Chris Florio, a partner with Stark and Stark, a law firm located in Lawrenceville, New Jersey, observes that “Most times, when non-members may use a community association’s amenities, the policy typically originates at inception of the association due to a number of factors, not the least of which are the municipality approvals needed for the project. When done after a community association is built out, I will always stress the need for a member vote [to approve the plan].  Members in a community have a rightful expectation that the amenities will be for those members only. Further, more use means added stress to the asset, potentially leading to a shorter lifespan for that asset, which will then necessitate greater reserves in a shorter time period. Operating and deferred maintenance costs will also increase - so these all need to be addressed on the planning stage.”

According to Mark Hakim, an attorney with New York-based law firm Schwartz Sladkis Reich Greenberg & Atlas, “Unless there is a specific reservation or prohibition in the governing documents of the building, amenities in a building may, on a case-by-case basis, be opened to non-residents. That said, although generally not binding on the board, I would still look to the offering plan to see what the intentions for the proposed/advertised use of the space originally were.’

“Furthermore,” he continues, “without relying on what the board is permitted to do, I would always counsel my clients to discuss this and take a poll of the shareholders and unit owners. Their opinion here is quite important, as this is often a hot button item. Many residents do not want non-residents using these facilities, generally for privacy, noise, security and other similar reasons.” 

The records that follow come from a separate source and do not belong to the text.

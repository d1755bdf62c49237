//! Target routing for the extension-storage bridge.

use std::collections::BTreeMap;

#[cfg(not(target_arch = "wasm32"))]
mod non_wasm;
#[cfg(target_arch = "wasm32")]
mod wasm;

#[cfg(not(target_arch = "wasm32"))]
use non_wasm as imp;
#[cfg(target_arch = "wasm32")]
use wasm as imp;

pub fn extension_storage_available() -> bool {
    imp::extension_storage_available()
}

pub fn extension_storage_set(entries: &[(&str, &str)]) -> Result<(), String> {
    imp::extension_storage_set(entries)
}

pub fn extension_storage_remove(name: &str) -> Result<(), String> {
    imp::extension_storage_remove(name)
}

pub async fn extension_storage_snapshot() -> Result<BTreeMap<String, String>, String> {
    imp::extension_storage_snapshot().await
}
//! Log level resolution and `tracing` subscriber installation.

use std::{fmt, str::FromStr, sync::OnceLock};

use regex::Regex;
use thiserror::Error;
use tracing::level_filters::LevelFilter;
use tracing_subscriber::fmt::MakeWriter;

/// Level used when neither the caller nor the page URL names one.
pub const DEFAULT_LOG_LEVEL: LogLevel = LogLevel::Warn;

/// Console log level, from quietest to noisiest.
#[derive(Debug, Clone, Copy, PartialEq, Eq, PartialOrd, Ord)]
pub enum LogLevel {
    /// Nothing is logged.
    None,
    /// Errors only.
    Error,
    /// Errors and warnings.
    Warn,
    /// Adds informational messages.
    Info,
    /// Everything.
    Debug,
}

impl LogLevel {
    /// Converts to the equivalent `tracing` filter.
    pub fn to_level_filter(self) -> LevelFilter {
        match self {
            LogLevel::None => LevelFilter::OFF,
            LogLevel::Error => LevelFilter::ERROR,
            LogLevel::Warn => LevelFilter::WARN,
            LogLevel::Info => LevelFilter::INFO,
            LogLevel::Debug => LevelFilter::DEBUG,
        }
    }
}

impl fmt::Display for LogLevel {
    fn fmt(&self, f: &mut fmt::Formatter<'_>) -> fmt::Result {
        let name = match self {
            LogLevel::None => "none",
            LogLevel::Error => "error",
            LogLevel::Warn => "warn",
            LogLevel::Info => "info",
            LogLevel::Debug => "debug",
        };
        f.write_str(name)
    }
}

impl FromStr for LogLevel {
    type Err = LoggingError;

    fn from_str(s: &str) -> Result<Self, Self::Err> {
        match s {
            "none" => Ok(LogLevel::None),
            "error" => Ok(LogLevel::Error),
            "warn" => Ok(LogLevel::Warn),
            "info" => Ok(LogLevel::Info),
            "debug" => Ok(LogLevel::Debug),
            other => Err(LoggingError::InvalidLevel(other.to_string())),
        }
    }
}

/// Logging setup failure.
#[derive(Debug, Clone, PartialEq, Eq, Error)]
pub enum LoggingError {
    /// The level string is not one of `none`, `error`, `warn`, `info`, `debug`.
    #[error("invalid logging type '{0}'")]
    InvalidLevel(String),
    /// A global subscriber is already installed.
    #[error("logging already initialized")]
    AlreadyInitialized,
}

fn logging_param_pattern() -> &'static Regex {
    static PATTERN: OnceLock<Regex> = OnceLock::new();
    PATTERN.get_or_init(|| Regex::new(r"logging=([A-Za-z0-9._-]*)").expect("invalid logging regex"))
}

/// Extracts the first `logging=` value from a page URL.
pub fn logging_param(href: &str) -> Option<&str> {
    logging_param_pattern()
        .captures(href)
        .and_then(|caps| caps.get(1))
        .map(|m| m.as_str())
}

/// Picks the effective level: explicit argument, then the URL's `logging=` value, then
/// [`DEFAULT_LOG_LEVEL`].
///
/// # Errors
///
/// Returns [`LoggingError::InvalidLevel`] when the chosen string is not a known level.
pub fn resolve_log_level(explicit: Option<&str>, href: &str) -> Result<LogLevel, LoggingError> {
    match explicit.or_else(|| logging_param(href)) {
        Some(raw) => raw.parse(),
        None => Ok(DEFAULT_LOG_LEVEL),
    }
}

/// Installs a global plain-text subscriber filtered at `level`, writing through `make_writer`.
///
/// # Errors
///
/// Returns [`LoggingError::AlreadyInitialized`] when a global subscriber already exists.
pub fn install_subscriber<W>(level: LogLevel, make_writer: W) -> Result<(), LoggingError>
where
    W: for<'w> MakeWriter<'w> + Send + Sync + 'static,
{
    tracing_subscriber::fmt()
        .with_max_level(level.to_level_filter())
        .with_ansi(false)
        .without_time()
        .with_target(false)
        .with_writer(make_writer)
        .try_init()
        .map_err(|_| LoggingError::AlreadyInitialized)?;
    tracing::debug!(%level, "logging initialized");
    Ok(())
}

#[cfg(test)]
mod tests {
    use super::*;

    #[test]
    fn level_strings_parse_and_display() {
        for level in [
            LogLevel::None,
            LogLevel::Error,
            LogLevel::Warn,
            LogLevel::Info,
            LogLevel::Debug,
        ] {
            assert_eq!(level.to_string().parse::<LogLevel>(), Ok(level));
        }
        assert_eq!(
            "verbose".parse::<LogLevel>(),
            Err(LoggingError::InvalidLevel("verbose".into()))
        );
    }

    #[test]
    fn url_parameter_is_found_anywhere_in_href() {
        assert_eq!(
            logging_param("https://console.example/vnc.html?host=a&logging=debug#token=x"),
            Some("debug")
        );
        assert_eq!(
            logging_param("https://console.example/vnc.html#logging=info"),
            Some("info")
        );
        assert_eq!(logging_param("https://console.example/vnc.html"), None);
    }

    #[test]
    fn explicit_level_beats_url_beats_default() {
        let href = "https://console.example/?logging=info";
        assert_eq!(resolve_log_level(Some("error"), href), Ok(LogLevel::Error));
        assert_eq!(resolve_log_level(None, href), Ok(LogLevel::Info));
        assert_eq!(
            resolve_log_level(None, "https://console.example/"),
            Ok(DEFAULT_LOG_LEVEL)
        );
        assert!(resolve_log_level(None, "https://console.example/?logging=loud").is_err());
    }

    #[test]
    fn levels_map_to_tracing_filters() {
        assert_eq!(LogLevel::None.to_level_filter(), LevelFilter::OFF);
        assert_eq!(LogLevel::Debug.to_level_filter(), LevelFilter::DEBUG);
        assert!(LogLevel::Warn < LogLevel::Info);
    }
}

William McCracken, a partner with the law firm Ganfer Shore Leeds & Zauderer, also located in New York City, sums it up succinctly: “I think this idea ends up on the cutting room floor,” he says. “The legal issues come from all angles -- authority under the governing documents, insurance requirements, zoning and licensing restrictions, and additional security obligations, just to name a few. But even if you found a way around the legal problems, a proposal like this fundamentally changes the character of a core amenity. For that reason alone, I would expect a lot of blowback from the shareholders or unit owners.”